Plus économique et peut-être moins impactant, le décor de Pagliacci, situé dans une salle de gymnase, perd de son charme. Aperçue en tant que figurante et jeune amoureuse dans la première pièce, Simona Mihai offre enfin à entendre sa voix fluide, acidulée, et si féminine ! Une jeunesse à faire pâlir de jalousie les grandes sopranos de l’opéra, la belle Nedda brille de naturel avec un jeu quasi cinématographique, sans trop en faire, rapide, libre et élégante. Le couple Nedda-Silvio convainc pourtant un peu moins, l’aspect presque ingénu de Gabriele Nani, tend plus à conduire ce couple vers la « drague adolescente » que le réel amour opératique. On notera cependant un jeu très investi et dynamique pour l’interprète de Silvio qui commet un sans-faute, avec une voix de baryton développée, raffinée et surtout précise !

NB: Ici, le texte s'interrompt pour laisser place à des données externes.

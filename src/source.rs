//! Turn raw device events into action edges. Each input device gets one
//! `Source`, holding the device and the `Normalizer` running its `Config`.

use crate::{
    config::{self, Action, Config, ConfigError, EventKind, EventRef, Extreme, Mode, TriggerState},
    context::Context,
    device::{InputDevice, RawEvent},
};
use evdev::EventType;
use log::{debug, info, trace, warn};
use std::{
    io,
    os::unix::io::RawFd,
    path::{Path, PathBuf},
    rc::Rc,
};
use thiserror::Error;

/// Direction of an action's activation
#[derive(Debug, Clone, Copy, PartialEq, Eq)]
pub enum Edge {
    Down,
    Up,
}

/// A watched event crossing into or out of its active state
#[derive(Debug, Clone, Copy, PartialEq, Eq)]
pub struct Transition {
    pub event: EventRef,
    pub active: bool,
}

#[derive(Debug, Error)]
pub enum SourceError {
    #[error("device removed")]
    Removed,
    #[error(transparent)]
    Io(#[from] io::Error),
}

/// Edge detection and trigger matching for one device
#[derive(Debug)]
pub struct Normalizer {
    config: Config,
}

impl Normalizer {
    pub fn new(mut config: Config) -> Self {
        config.reset();

        Normalizer { config }
    }

    pub fn config(&self) -> &Config {
        &self.config
    }

    /// Swap in a new config wholesale. Partially matched triggers are dropped.
    pub fn replace(&mut self, mut config: Config) -> Config {
        config.reset();

        std::mem::replace(&mut self.config, config)
    }

    /// Immediate actions which went `Down` and are still owed their `Up`
    pub fn held(&self) -> Vec<Rc<Action>> {
        self.config
            .actions
            .iter()
            .zip(&self.config.states)
            .filter(|(action, state)| !action.hold && state.is_down(action.mode))
            .map(|(action, _)| action.clone())
            .collect()
    }

    /// Translate one raw value into an edge of a watched event, if it makes one
    pub fn normalize(&mut self, code: u16, value: i32) -> Option<Transition> {
        let spec = self.config.events.get_mut(&code)?;
        let previous = spec.previous;

        match spec.kind {
            EventKind::Button => {
                // autorepeat
                if value == 2 {
                    return None;
                }

                spec.previous = value;

                let pressed = value != 0;

                if pressed == (previous != 0) {
                    return None;
                }

                Some(Transition {
                    event: EventRef {
                        code,
                        extreme: None,
                    },
                    active: pressed,
                })
            }
            EventKind::Axis { min, max } => {
                spec.previous = value;

                let (extreme, active) = if previous > min && value <= min {
                    (Extreme::Min, true)
                } else if previous <= min && value > min {
                    (Extreme::Min, false)
                } else if previous < max && value >= max {
                    (Extreme::Max, true)
                } else if previous >= max && value < max {
                    (Extreme::Max, false)
                } else {
                    return None;
                };

                Some(Transition {
                    event: EventRef {
                        code,
                        extreme: Some(extreme),
                    },
                    active,
                })
            }
        }
    }

    /// Feed a batch of raw events and collect the resulting action edges, in
    /// the order the events were read
    pub fn process(&mut self, events: &[RawEvent]) -> Vec<(Rc<Action>, Edge)> {
        let mut pending = Vec::new();

        for event in events {
            if event.event_type != EventType::KEY && event.event_type != EventType::ABSOLUTE {
                continue;
            }

            let Some(transition) = self.normalize(event.code, event.value) else {
                continue;
            };

            trace!(
                "{} {}",
                self.config.describe(&transition.event),
                if transition.active {
                    "active"
                } else {
                    "inactive"
                }
            );

            self.matches(transition, &mut pending);
        }

        pending
    }

    fn matches(&mut self, transition: Transition, pending: &mut Vec<(Rc<Action>, Edge)>) {
        let Some(ids) = self.config.dispatch.get(&transition.event.code) else {
            return;
        };

        for id in ids {
            let action = &self.config.actions[*id];
            let state = &mut self.config.states[*id];

            let edge = match action.mode {
                Mode::Simultaneous => state.simultaneous(&action.trigger, transition),
                Mode::Any => state.any(&action.trigger, transition),
                Mode::Sequence => state.sequence(&action.trigger, transition),
            };

            if let Some(edge) = edge {
                pending.push((action.clone(), edge));
            }
        }
    }
}

impl TriggerState {
    fn simultaneous(&mut self, trigger: &[EventRef], transition: Transition) -> Option<Edge> {
        let index = trigger.iter().position(|e| *e == transition.event)?;

        let was_complete = self.active.iter().all(|active| *active);

        self.active[index] = transition.active;

        if transition.active {
            if !was_complete && !self.latched && self.active.iter().all(|active| *active) {
                self.fired = true;

                return Some(Edge::Down);
            }

            None
        } else {
            let mut edge = None;

            if self.fired {
                self.fired = false;
                self.latched = true;
                edge = Some(Edge::Up);
            }

            if self.active.iter().all(|active| !active) {
                self.latched = false;
            }

            edge
        }
    }

    fn any(&mut self, trigger: &[EventRef], transition: Transition) -> Option<Edge> {
        let index = trigger.iter().position(|e| *e == transition.event)?;

        let before = self.active.iter().any(|active| *active);

        self.active[index] = transition.active;

        match (before, self.active.iter().any(|active| *active)) {
            (false, true) => Some(Edge::Down),
            (true, false) => Some(Edge::Up),
            _ => None,
        }
    }

    fn sequence(&mut self, trigger: &[EventRef], transition: Transition) -> Option<Edge> {
        // other extremes of the same axis are not steps
        if !trigger.contains(&transition.event) {
            return None;
        }

        let last = trigger.len() - 1;

        if self.satisfied {
            if !transition.active && trigger[last] == transition.event {
                self.restart(0);

                return Some(Edge::Up);
            }

            return None;
        }

        // releases between the steps of a sequence do not matter
        if !transition.active {
            return None;
        }

        if trigger[self.position] == transition.event {
            self.active[self.position] = true;
            self.position += 1;

            if self.position > last {
                self.satisfied = true;

                return Some(Edge::Down);
            }
        } else if trigger[0] == transition.event {
            self.restart(1);
        } else {
            self.restart(0);
        }

        None
    }

    /// Whether the last edge emitted was `Down`
    fn is_down(&self, mode: Mode) -> bool {
        match mode {
            Mode::Simultaneous => self.fired,
            Mode::Any => self.active.iter().any(|active| *active),
            Mode::Sequence => self.satisfied,
        }
    }

    /// Start matching a sequence over, with the first `position` steps done
    fn restart(&mut self, position: usize) {
        self.active.fill(false);
        self.active[..position].fill(true);
        self.position = position;
        self.satisfied = false;
    }
}

/// An input device together with the mapping it runs
pub struct Source {
    device: Box<dyn InputDevice>,
    normalizer: Normalizer,
    grabbed: bool,
}

impl Source {
    /// Start handling a device using its default mapping file
    pub fn open(ctx: &Context, device: Box<dyn InputDevice>) -> Result<Self, ConfigError> {
        let path = config::default_path(ctx, device.name());
        let config = config::load(&path)?;

        info!("{}: loaded {}", device.path().display(), path.display());

        Ok(Source::with_config(device, config))
    }

    pub fn with_config(device: Box<dyn InputDevice>, config: Config) -> Self {
        let grab = config.grab;

        let mut source = Source {
            device,
            normalizer: Normalizer::new(config),
            grabbed: false,
        };

        source.set_grab(grab);

        source
    }

    pub fn name(&self) -> &str {
        self.device.name()
    }

    pub fn path(&self) -> &Path {
        self.device.path()
    }

    pub fn raw_fd(&self) -> RawFd {
        self.device.raw_fd()
    }

    pub fn config(&self) -> &Config {
        self.normalizer.config()
    }

    pub fn held(&self) -> Vec<Rc<Action>> {
        self.normalizer.held()
    }

    pub fn is_grabbed(&self) -> bool {
        self.grabbed
    }

    /// Replace the mapping with the one from `file`, or the device default.
    /// On error the current mapping stays in place.
    pub fn load_config(&mut self, ctx: &Context, file: Option<&str>) -> Result<PathBuf, ConfigError> {
        let path = config::config_path(ctx, self.name(), file);
        let config = config::load(&path)?;

        info!("{}: loaded {}", self.path().display(), path.display());

        self.replace_config(config);

        Ok(path)
    }

    pub fn replace_config(&mut self, config: Config) {
        let grab = config.grab;

        self.normalizer.replace(config);

        self.set_grab(grab);
    }

    fn set_grab(&mut self, grab: bool) {
        if grab == self.grabbed {
            return;
        }

        let res = if grab {
            self.device.grab()
        } else {
            self.device.ungrab()
        };

        match res {
            Ok(()) => {
                self.grabbed = grab;
                info!(
                    "{}: device {}",
                    self.path().display(),
                    if grab { "grabbed" } else { "ungrabbed" }
                );
            }
            Err(e) => warn!(
                "{}: failed to {} device: {e}",
                self.path().display(),
                if grab { "grab" } else { "ungrab" }
            ),
        }
    }

    /// Read everything the device has pending and translate it
    pub fn process(&mut self) -> Result<Vec<(Rc<Action>, Edge)>, SourceError> {
        let events = match self.device.read() {
            Ok(events) => events,
            Err(e) if e.raw_os_error() == Some(libc::ENODEV) => return Err(SourceError::Removed),
            Err(e) => return Err(SourceError::Io(e)),
        };

        for event in &events {
            debug!(
                "{}: type {:?} code {} value {}",
                self.path().display(),
                event.event_type,
                event.code,
                event.value
            );
        }

        Ok(self.normalizer.process(&events))
    }

    /// Give up exclusive access, if we have it
    pub fn release(&mut self) {
        if self.grabbed {
            if let Err(e) = self.device.ungrab() {
                debug!("{}: ungrab: {e}", self.path().display());
            }
            self.grabbed = false;
        }
    }
}
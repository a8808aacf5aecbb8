//! Carry out action edges, immediately or after the long press threshold.

use crate::{
    config::{Action, Effect},
    context::Context,
    delayed::{DelayedAction, DelayedQueue, Phase},
    output::Output,
    source::Edge,
};
use log::{debug, warn};
use mio::Token;
use std::{
    io,
    rc::Rc,
    time::{Duration, Instant},
};

pub struct Dispatcher<O> {
    output: O,
    delayed: DelayedQueue,
    long_press: Duration,
    release_settle: Duration,
}

impl<O: Output> Dispatcher<O> {
    pub fn new(ctx: &Context, output: O) -> Self {
        Dispatcher {
            output,
            delayed: DelayedQueue::new(),
            long_press: ctx.long_press,
            release_settle: ctx.release_settle,
        }
    }

    pub fn output(&self) -> &O {
        &self.output
    }

    pub fn output_mut(&mut self) -> &mut O {
        &mut self.output
    }

    pub fn delayed(&self) -> &DelayedQueue {
        &self.delayed
    }

    /// Handle the edges produced by the device `owner`
    pub fn perform(&mut self, owner: Token, actions: Vec<(Rc<Action>, Edge)>, now: Instant) {
        for (action, edge) in actions {
            debug!("{action}: {edge:?}");

            if action.hold {
                match edge {
                    Edge::Down => {
                        // pressed again before the last long press released its keys
                        if let Some(entry) = self.delayed.cancel(owner, action.id) {
                            self.release(&entry);
                        }

                        self.delayed.schedule(DelayedAction {
                            owner,
                            action,
                            deadline: now + self.long_press,
                            phase: Phase::Down,
                        });
                    }
                    Edge::Up => {
                        if self.delayed.cancel_pending(owner, action.id).is_some() {
                            debug!("{action}: released before long press");
                        }
                    }
                }
            } else {
                let res = match (&action.effect, edge) {
                    (Effect::Key(keys), Edge::Down) => self.keys(keys, true),
                    (Effect::Key(keys), Edge::Up) => self.keys(keys, false),
                    (Effect::Exec(commands), Edge::Down) => self.output.exec(commands),
                    (Effect::Exec(_), Edge::Up) => Ok(()),
                };

                if let Err(e) = res {
                    warn!("{action}: {e}");
                }
            }
        }
    }

    /// Run the earliest delayed action if it is due. Returns whether one ran.
    pub fn perform_delayed(&mut self, now: Instant) -> bool {
        let Some(entry) = self.delayed.pop_due(now) else {
            return false;
        };

        debug!("{}: long press {:?}", entry.action, entry.phase);

        let res = match (&entry.action.effect, entry.phase) {
            (Effect::Key(keys), Phase::Down) => {
                let res = self.keys(keys, true);

                self.delayed.schedule(DelayedAction {
                    deadline: now + self.release_settle,
                    phase: Phase::Up,
                    ..entry.clone()
                });

                res
            }
            (Effect::Key(keys), Phase::Up) => self.keys(keys, false),
            (Effect::Exec(commands), _) => self.output.exec(commands),
        };

        if let Err(e) = res {
            warn!("{}: {e}", entry.action);
        }

        true
    }

    /// How long until the next delayed action is due
    pub fn timeout(&self, now: Instant) -> Option<Duration> {
        self.delayed.timeout(now)
    }

    /// Drop everything pending for a device whose config went away. Keys
    /// that were already pressed are released, both those of fired long
    /// presses and those of the `held` actions still waiting for their `Up`.
    pub fn forget(&mut self, owner: Token, held: &[Rc<Action>]) {
        for entry in self.delayed.take_owner(owner) {
            self.release(&entry);
        }

        for action in held {
            if let Effect::Key(keys) = &action.effect {
                debug!("{action}: released on forget");

                if let Err(e) = self.keys(keys, false) {
                    warn!("{action}: {e}");
                }
            }
        }
    }

    pub fn flush(&mut self) {
        if let Err(e) = self.output.flush() {
            warn!("failed to write key events: {e}");
        }
    }

    /// Release the keys of a long press which already fired
    fn release(&mut self, entry: &DelayedAction) {
        if let (Effect::Key(keys), Phase::Up) = (&entry.action.effect, entry.phase) {
            if let Err(e) = self.keys(keys, false) {
                warn!("{}: {e}", entry.action);
            }
        }
    }

    fn keys(&mut self, keys: &[evdev::Key], pressed: bool) -> io::Result<()> {
        for key in keys {
            self.output.key(*key, pressed)?;
        }

        Ok(())
    }
}
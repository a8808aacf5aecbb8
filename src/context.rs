//! Paths and timing shared by every part of the daemon. A single `Context`
//! is built by the binary and handed to each component that needs it.

use nix::unistd::{geteuid, User};
use std::{path::PathBuf, time::Duration};

/// How long a hold action must stay active before it fires
pub const LONG_PRESS: Duration = Duration::from_secs(1);

/// Gap between the synthesized press and release of a fired hold action
pub const RELEASE_SETTLE: Duration = Duration::from_millis(10);

#[derive(Debug, Clone)]
pub struct Context {
    /// Application name, used for the virtual device and default paths
    pub name: &'static str,
    /// Directory holding one JSON mapping file per device
    pub config_dir: PathBuf,
    /// Path of the control datagram socket
    pub socket_path: PathBuf,
    pub long_press: Duration,
    pub release_settle: Duration,
}

impl Context {
    /// Build the default context for the effective user
    pub fn new() -> Self {
        let name = env!("CARGO_PKG_NAME");

        let home = match User::from_uid(geteuid()) {
            Ok(Some(user)) => user.dir,
            _ => std::env::var_os("HOME")
                .map(PathBuf::from)
                .unwrap_or_else(|| PathBuf::from("/")),
        };

        Context {
            name,
            config_dir: home.join(format!(".{name}")),
            socket_path: PathBuf::from(format!("/tmp/{name}.socket")),
            long_press: LONG_PRESS,
            release_settle: RELEASE_SETTLE,
        }
    }
}

impl Default for Context {
    fn default() -> Self {
        Self::new()
    }
}
use evmapper::device::{self, EvdevDevice, InputDevice};

pub fn list() {
    let paths = match device::list_devices() {
        Ok(paths) => paths,
        Err(e) => {
            eprintln!("error: {}: {e}", device::INPUT_DIR);
            std::process::exit(1);
        }
    };

    for path in paths {
        match EvdevDevice::open(&path) {
            Ok(dev) => println!("{}: {}", path.display(), dev.name()),
            Err(e) => log::debug!("{}: {e}", path.display()),
        }
    }
}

Canio, personnage principal de Pagliacci, interprété par Carlo Ventre, s’offre une entrée puissante et remarquée, incroyablement raisonnante et vibrante. Les graves sont là, la puissance masculine est assise, mais au fil de Pagliacci le doute s’installe et il semblerait que Carlo Ventre s’épuise dans le dramatique, les graves perdant de leur profondeur au fil des découvertes des tromperies de Nedda. Scott Hendricks, baryton superstar (et présent à Aix cet été dans l'un des rôles principaux de l'Ange de feu, à réserver ici), donne encore une fois une performance plus que correcte, marquant une ouverture dynamique et décomplexée, constante et d’un jeu scénique supérieur. Un peu en retrait, Tansel Akzeybek dans le rôle de Beppe frôle la limite du chanté parlé. Peu de prises de risques donc, mais on notera pourtant une belle habilité dans les aigus qui rassurent les graves plus plats.
Cavalleria rusticana s’assure une place dans les productions mémorables de cette année, tant sur le travail des décors que sur la jeunesse de la distribution. Une œuvre qui n’avait pas été jouée à la Monnaie depuis 15 ans et qui trouve ici un retour au naturel et un vérisme difficilement égalable.